For all the hullaballoo surrounding the much disdained pork barrel scam, the public has breathed a sigh of relief that the country’s most popular fugitive, Janet Lim-Napoles (yes, a woman), has surrendered, and now in good hands with police authorities. Is she our enemy? We’ll know it later.

Subtly, we Filipinos are suffering from political myopia – we have failed to grasp the soul of the scandal – that hunting and putting Napoles behind bars does not and will not erase corruption done before our ashen eyes. Who is Napoles? Yes, we call her the mastermind of the P10-billion pork barrel scam, who hobnobs with the likes of Juan Ponce Enrile, Bong Revilla, Bongbong Marcos, Gringo Honasan, Jinggoy Estrada, etc in what we thought to be an ordinary party (with extraordinary behind-the-scene transactions). Following the surrender of Napoles and her subsequent incarceration at Fort Sto. Domingo in Sta. Rosa, Laguna, where the disgraced former President Erap Estrada was once detained, we became leery of Pres. Noynoy Aquino and DILG Secretary Mar Roxas, including of any person who stumbles into the shadow of Napoles, believing they are part of the grand scheme of conspiracy.

It is understandable that the public likes to nurture this nagging suspicion, of this unshakeable feeling of distrust and faithlessness, since we’ve been told with so many lies by those who are in almost unbridled discretion how Filipino taxpayers’ money is being spent. Out of our overlapping disgust and anger, we’ve made Napoles as the apple of our collective hatred. To satisfy Filipinos’ new-found appetite to obliterate those who steal our hard-earned money, we may consent to the idea of restoring death penalty, this time by firing squad, with Napoles as our first prop for target-practice. But the billion-peso question is: will the pulverization of Napoles’ bones and flesh solve corruption in our country?

No, it won’t.

Unless we change the system how public funds is allocated and disbursed to its rightful beneficiaries, the surrender and imprisonment of Janet Lim Napoles would not produce any pound of honesty, transparency, and accountability in governance. Her suffering in jail may temporarily put out the burning flames of public anger, but Napoles would just remain a sacrificial goat, devoid of any social impact, in the altar of senators and congressmen, who had used her as their priestess of greed. We cannot continue to pour out all our fury on the existence of Napoles without forgetting the fact that she is just a tool, and if she is just a tool, we should therefore redirect our energy and passion upon those who have been using the tool for their personal benefit.
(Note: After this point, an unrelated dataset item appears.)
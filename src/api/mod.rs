//! HTTP client for the remote transfer API

pub mod client;
pub mod types;

pub use client::ApiClient;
Ten years from now, or two decades from now, and we will all forget the face of Napoles and all her dark affairs in Congress and in the Senate, but if this nauseating corruption in our midst would remain a fixture in Philippine society, with still no politicians being put in jail for the crime of robbery, what good will the surrender of Napoles do to us?
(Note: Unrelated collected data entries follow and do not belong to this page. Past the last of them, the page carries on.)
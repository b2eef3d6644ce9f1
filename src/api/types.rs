//! Request and response bodies of the remote API

use serde::{Deserialize, Serialize};

use crate::models::{Recipient, UserProfile};

#[derive(Debug, Serialize)]
#[serde(rename_all = "camelCase")]
pub struct TokenRequest<'a> {
    pub id_token: &'a str,
}

#[derive(Debug, Serialize)]
#[serde(rename_all = "camelCase")]
pub struct RegisterRequest<'a> {
    pub id_token: &'a str,
    pub user_profile: &'a UserProfile,
}

#[derive(Debug, Serialize)]
#[serde(rename_all = "camelCase")]
pub struct RecipientRequest<'a> {
    pub id_token: &'a str,
    pub recipient: &'a Recipient,
}

#[derive(Debug, Deserialize)]
#[serde(rename_all = "camelCase")]
pub struct RegisterTimeResponse {
    /// Unix seconds
    pub register_time: i64,
}

#[derive(Debug, Deserialize)]
pub struct ErrorResponse {
    pub error: String,
}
Some may argue that Napoles holds the key that could illuminate the dark secrets of corruption in Philippine Government and she could stand as a state witness in a looming trial, but we have witnessed how excruciating, tedious, annoying, torturous to watch the process of prosecuting a public official. Ex-CJ Renato Corona comes to mind. If we feel that we’ve been betrayed and robbed by our leaders, our act of sweet revenge has to be redefined. Napoles is not our enemy. The enemy is within us. The enemy is our own reckless decision to sell votes during elections.